• How to complete this task
From the top of the records below, return each line exactly, ending with the line that contains "use std::str;".

Stored data entries
......
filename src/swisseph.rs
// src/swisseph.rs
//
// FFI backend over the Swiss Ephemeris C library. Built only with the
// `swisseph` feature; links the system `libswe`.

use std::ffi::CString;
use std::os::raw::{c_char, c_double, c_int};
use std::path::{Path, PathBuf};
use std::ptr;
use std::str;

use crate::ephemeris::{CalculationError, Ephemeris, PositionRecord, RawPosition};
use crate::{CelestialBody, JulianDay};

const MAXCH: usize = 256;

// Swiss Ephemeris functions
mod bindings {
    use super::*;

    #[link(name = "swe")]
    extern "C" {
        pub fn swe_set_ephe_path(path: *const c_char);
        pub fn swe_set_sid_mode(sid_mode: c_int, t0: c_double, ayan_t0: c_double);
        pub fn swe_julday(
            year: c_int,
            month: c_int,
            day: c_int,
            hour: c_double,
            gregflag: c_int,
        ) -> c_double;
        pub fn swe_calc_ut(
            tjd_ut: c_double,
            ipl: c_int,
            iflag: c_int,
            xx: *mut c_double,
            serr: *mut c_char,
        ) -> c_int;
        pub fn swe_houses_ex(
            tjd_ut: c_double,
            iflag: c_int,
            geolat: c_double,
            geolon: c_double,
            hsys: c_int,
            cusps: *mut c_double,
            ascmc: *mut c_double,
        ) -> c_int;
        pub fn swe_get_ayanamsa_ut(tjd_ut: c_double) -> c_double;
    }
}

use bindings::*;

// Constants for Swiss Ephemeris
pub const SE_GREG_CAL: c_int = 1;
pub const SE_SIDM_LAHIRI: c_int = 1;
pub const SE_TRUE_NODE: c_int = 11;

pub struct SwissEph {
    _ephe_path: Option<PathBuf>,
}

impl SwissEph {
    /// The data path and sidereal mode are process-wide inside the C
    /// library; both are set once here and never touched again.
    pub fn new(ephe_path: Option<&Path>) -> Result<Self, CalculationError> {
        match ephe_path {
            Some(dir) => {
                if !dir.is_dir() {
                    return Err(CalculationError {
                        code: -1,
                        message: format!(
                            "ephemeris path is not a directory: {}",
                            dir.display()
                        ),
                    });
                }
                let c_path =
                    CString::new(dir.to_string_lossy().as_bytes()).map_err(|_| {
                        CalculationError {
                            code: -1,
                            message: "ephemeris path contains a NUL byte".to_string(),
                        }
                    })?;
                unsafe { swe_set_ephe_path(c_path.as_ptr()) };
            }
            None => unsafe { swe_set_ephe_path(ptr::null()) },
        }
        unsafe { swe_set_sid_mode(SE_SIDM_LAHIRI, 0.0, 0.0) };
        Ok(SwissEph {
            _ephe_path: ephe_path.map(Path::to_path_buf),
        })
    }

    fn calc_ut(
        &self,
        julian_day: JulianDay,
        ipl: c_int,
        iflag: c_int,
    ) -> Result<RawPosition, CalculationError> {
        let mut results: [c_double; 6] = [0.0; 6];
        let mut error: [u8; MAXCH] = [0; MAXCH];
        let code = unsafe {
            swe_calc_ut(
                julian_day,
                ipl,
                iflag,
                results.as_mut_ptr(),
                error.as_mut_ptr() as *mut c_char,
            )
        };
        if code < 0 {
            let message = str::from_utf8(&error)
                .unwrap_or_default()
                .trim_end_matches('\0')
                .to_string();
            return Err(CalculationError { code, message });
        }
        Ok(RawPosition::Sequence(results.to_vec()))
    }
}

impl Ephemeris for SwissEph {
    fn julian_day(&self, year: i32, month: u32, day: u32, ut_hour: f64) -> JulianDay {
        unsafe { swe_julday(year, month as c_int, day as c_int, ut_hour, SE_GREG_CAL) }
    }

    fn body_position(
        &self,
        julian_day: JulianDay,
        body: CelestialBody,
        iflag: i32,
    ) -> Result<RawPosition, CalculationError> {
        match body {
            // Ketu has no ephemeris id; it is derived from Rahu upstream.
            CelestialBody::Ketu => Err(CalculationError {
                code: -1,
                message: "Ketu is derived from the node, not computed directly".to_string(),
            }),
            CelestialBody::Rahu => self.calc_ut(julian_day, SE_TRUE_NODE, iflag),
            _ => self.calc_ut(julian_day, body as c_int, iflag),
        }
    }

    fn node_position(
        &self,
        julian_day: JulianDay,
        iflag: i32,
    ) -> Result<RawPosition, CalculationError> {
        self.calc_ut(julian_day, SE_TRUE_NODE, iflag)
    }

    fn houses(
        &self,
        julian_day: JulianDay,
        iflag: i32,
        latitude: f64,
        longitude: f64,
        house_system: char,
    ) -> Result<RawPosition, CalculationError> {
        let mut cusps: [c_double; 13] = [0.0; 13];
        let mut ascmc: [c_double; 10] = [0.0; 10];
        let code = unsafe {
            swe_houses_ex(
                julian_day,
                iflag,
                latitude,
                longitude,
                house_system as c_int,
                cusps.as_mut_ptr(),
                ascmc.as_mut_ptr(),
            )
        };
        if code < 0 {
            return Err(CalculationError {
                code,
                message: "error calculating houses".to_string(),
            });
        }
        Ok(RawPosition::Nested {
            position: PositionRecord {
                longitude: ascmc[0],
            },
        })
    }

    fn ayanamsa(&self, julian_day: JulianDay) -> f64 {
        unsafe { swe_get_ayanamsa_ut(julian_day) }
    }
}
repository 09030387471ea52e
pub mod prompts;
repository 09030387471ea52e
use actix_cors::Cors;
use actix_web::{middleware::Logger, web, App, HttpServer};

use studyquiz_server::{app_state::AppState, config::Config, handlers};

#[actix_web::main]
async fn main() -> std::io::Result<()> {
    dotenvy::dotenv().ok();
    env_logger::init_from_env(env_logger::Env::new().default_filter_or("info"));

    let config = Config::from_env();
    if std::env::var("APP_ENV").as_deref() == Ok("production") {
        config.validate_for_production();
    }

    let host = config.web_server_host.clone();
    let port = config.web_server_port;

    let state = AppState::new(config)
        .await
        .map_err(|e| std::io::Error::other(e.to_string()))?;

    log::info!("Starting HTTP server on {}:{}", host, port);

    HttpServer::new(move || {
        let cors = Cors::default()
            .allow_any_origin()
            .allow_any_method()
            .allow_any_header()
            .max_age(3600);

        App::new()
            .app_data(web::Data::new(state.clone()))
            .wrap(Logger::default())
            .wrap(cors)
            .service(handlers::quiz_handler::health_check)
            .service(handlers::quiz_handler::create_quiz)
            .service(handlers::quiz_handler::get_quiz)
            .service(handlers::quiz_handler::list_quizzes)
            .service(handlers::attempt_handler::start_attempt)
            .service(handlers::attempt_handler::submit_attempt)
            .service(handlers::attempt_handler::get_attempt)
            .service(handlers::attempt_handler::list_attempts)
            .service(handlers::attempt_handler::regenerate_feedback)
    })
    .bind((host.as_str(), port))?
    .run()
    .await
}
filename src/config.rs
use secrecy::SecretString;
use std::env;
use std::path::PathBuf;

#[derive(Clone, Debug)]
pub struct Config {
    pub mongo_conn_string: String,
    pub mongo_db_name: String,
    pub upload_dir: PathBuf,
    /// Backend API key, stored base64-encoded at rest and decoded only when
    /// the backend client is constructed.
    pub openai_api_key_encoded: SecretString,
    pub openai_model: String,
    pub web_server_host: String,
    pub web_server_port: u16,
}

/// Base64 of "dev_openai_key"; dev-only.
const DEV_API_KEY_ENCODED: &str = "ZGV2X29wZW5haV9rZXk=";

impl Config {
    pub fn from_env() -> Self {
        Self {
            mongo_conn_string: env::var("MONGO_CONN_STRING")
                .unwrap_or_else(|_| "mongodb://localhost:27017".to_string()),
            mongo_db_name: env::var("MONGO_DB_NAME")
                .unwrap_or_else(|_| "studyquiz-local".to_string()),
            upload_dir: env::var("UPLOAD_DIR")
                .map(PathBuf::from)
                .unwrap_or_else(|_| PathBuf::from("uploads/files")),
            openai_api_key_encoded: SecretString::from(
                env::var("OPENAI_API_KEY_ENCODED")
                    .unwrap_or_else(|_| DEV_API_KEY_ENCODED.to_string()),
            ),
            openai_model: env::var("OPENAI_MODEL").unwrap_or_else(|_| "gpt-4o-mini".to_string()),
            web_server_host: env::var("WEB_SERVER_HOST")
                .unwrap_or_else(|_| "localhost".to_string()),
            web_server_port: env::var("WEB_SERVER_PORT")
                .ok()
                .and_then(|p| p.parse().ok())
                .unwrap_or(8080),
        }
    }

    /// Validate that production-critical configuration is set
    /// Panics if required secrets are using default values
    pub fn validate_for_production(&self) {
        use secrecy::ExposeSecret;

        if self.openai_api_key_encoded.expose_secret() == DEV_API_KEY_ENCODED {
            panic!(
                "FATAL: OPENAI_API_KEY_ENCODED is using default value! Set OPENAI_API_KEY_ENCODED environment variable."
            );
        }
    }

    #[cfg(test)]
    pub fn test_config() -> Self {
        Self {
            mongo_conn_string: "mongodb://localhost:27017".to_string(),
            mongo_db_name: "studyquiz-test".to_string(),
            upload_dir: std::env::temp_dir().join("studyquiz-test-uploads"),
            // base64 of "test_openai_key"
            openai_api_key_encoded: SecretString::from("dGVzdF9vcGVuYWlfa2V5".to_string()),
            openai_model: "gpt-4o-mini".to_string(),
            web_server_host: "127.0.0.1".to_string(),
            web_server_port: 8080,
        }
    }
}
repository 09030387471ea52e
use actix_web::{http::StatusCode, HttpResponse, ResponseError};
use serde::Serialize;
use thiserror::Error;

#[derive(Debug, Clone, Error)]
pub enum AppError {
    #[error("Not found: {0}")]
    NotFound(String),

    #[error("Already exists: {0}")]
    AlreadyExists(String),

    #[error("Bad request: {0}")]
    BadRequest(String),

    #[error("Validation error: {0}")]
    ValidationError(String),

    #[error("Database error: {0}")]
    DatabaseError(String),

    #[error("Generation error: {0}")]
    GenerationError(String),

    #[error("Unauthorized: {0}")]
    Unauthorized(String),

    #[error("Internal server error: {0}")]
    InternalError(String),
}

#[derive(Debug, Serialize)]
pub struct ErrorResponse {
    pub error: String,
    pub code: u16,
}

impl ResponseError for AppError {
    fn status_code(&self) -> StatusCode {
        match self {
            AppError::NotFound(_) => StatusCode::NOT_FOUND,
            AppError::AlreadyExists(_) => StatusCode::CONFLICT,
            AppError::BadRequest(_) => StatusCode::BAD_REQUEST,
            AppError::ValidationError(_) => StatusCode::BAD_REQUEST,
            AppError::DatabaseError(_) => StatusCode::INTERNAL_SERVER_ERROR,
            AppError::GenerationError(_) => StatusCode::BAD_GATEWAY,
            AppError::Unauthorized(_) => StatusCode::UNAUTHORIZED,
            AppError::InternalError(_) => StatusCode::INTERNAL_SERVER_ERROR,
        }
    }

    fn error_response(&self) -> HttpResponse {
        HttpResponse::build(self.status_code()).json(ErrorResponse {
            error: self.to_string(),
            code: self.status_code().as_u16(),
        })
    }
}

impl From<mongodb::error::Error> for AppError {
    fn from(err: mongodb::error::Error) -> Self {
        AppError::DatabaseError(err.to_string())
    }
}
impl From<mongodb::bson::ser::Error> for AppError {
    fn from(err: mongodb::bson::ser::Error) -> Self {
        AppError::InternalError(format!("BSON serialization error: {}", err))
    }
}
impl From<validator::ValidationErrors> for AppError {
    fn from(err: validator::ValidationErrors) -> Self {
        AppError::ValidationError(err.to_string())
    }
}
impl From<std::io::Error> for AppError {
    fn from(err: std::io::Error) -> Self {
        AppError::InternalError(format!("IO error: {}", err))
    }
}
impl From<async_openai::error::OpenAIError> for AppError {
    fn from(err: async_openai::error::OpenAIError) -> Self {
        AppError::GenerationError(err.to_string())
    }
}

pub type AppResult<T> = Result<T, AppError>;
......
• Written response
filename src/swisseph.rs
// src/swisseph.rs
//
// FFI backend over the Swiss Ephemeris C library. Built only with the
// `swisseph` feature; links the system `libswe`.

use std::ffi::CString;
use std::os::raw::{c_char, c_double, c_int};
use std::path::{Path, PathBuf};
use std::ptr;
use std::str;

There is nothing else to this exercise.